Spesso si creano dei legami tra i libri che leggiamo e certi luoghi che frequentiamo. C’è il classico libro da comodino, da leggere a sera, a cose fatte, provate a portarlo in cucina e non vi emozionerà allo stesso modo. C’è il libro rasoterra, sul tappeto ai piedi del letto. C’è il libro da salotto e c’è il libro da terrazza – estate o inverno, purché fuori. Poi ci sono anche i libri-ovunque, certo, ma sono rari.
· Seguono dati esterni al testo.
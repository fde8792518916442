use serde::Deserialize;
use config::{Config, ConfigError, Environment, File};

#[derive(Debug, Deserialize, Clone)]
pub struct Settings {
    pub server: ServerConfig,
    pub database: DatabaseConfig,
    pub admin: AdminConfig,
    #[serde(default)]
    pub integrations: IntegrationConfig,
}

#[derive(Debug, Deserialize, Clone)]
pub struct ServerConfig {
    pub host: String,
    pub port: u16,
    /// Public base URL of the marketing site, used when resolving
    /// relative links in outbound emails and feeds.
    pub site_url: String,
}

#[derive(Debug, Deserialize, Clone)]
pub struct DatabaseConfig {
    pub url: String,
    pub max_connections: u32,
}

#[derive(Debug, Deserialize, Clone, Default)]
pub struct AdminConfig {
    /// Bearer token for the /admin surface. Empty disables admin routes.
    #[serde(default)]
    pub api_token: String,
}

#[derive(Debug, Deserialize, Clone, Default)]
pub struct IntegrationConfig {
    pub email: Option<EmailConfig>,
    pub webhook: Option<WebhookConfig>,
}

#[derive(Debug, Deserialize, Clone)]
pub struct EmailConfig {
    pub enabled: bool,
    pub smtp_host: String,
    pub smtp_port: u16,
    pub smtp_username: String,
    pub smtp_password: String,
    /// From header for all outbound mail, e.g. "Mango Law <intake@mango.law>".
    pub from_address: String,
    /// Where new-lead notifications are delivered inside the firm.
    pub intake_address: String,
}

#[derive(Debug, Deserialize, Clone)]
pub struct WebhookConfig {
    pub enabled: bool,
    pub url: String,
}

impl Settings {
    pub fn new() -> Result<Self, ConfigError> {
        let config = Config::builder()
            // Start with default values
            .set_default("server.host", "127.0.0.1")?
            .set_default("server.port", 8080)?
            .set_default("server.site_url", "https://mango.law")?
            .set_default("database.max_connections", 10)?
            .set_default("admin.api_token", "")?

            // Add config file if it exists
            .add_source(File::with_name("config/default").required(false))
            .add_source(File::with_name("config/local").required(false))

            // Add environment variables (with DOCKET__ prefix, double underscore separates levels)
            .add_source(Environment::with_prefix("DOCKET").separator("__"))

            .build()?;

        config.try_deserialize()
    }
}

impl Default for Settings {
    fn default() -> Self {
        Self {
            server: ServerConfig {
                host: "127.0.0.1".to_string(),
                port: 8080,
                site_url: "https://mango.law".to_string(),
            },
            database: DatabaseConfig {
                url: "sqlite://docket.db".to_string(),
                max_connections: 10,
            },
            admin: AdminConfig {
                api_token: String::new(),
            },
            integrations: IntegrationConfig {
                email: None,
                webhook: None,
            },
        }
    }
}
Il libro che Sabina Rossa ha scritto su suo padre è il mio libro da macchina.

È rimasto lì, sul sedile posteriore, da quando l’ho acquistato in un ipermercato la vigilia di Natale (ho già scritto, una volta, della mia difficoltà nel coniugare letteratura e grande distribuzione). Sono passati due mesi e piano piano è andata avanti anche la mia lettura, tristemente parcellizzata, aspettando qualcuno in  ritardo o pagando il prezzo di essere uno che arriva sempre in anticipo. Giovedì mattina, in uno di questi momenti sospesi – la scuola apre alle 7.50, mica alle 7.25 – ho scoperto il segreto di pag. 165, e della successiva e poi ancora. Nella sezione “Documenti”, compare una lettera del sindacalista, meravigliosamente scritta a mano, in una calligrafia bella e precisa, femminile. Un testo del 1970, denso di pensiero, di idealismo, di politica e di senso. Un vero manifesto, quasi un organico programma politico, capace già allora di guardare ad un modello sostenibile di sviluppo. Parole bellissime, con pò e stà, con lucidità e sogno. Fossi un editore lancerei subito una collana di libri manoscritti…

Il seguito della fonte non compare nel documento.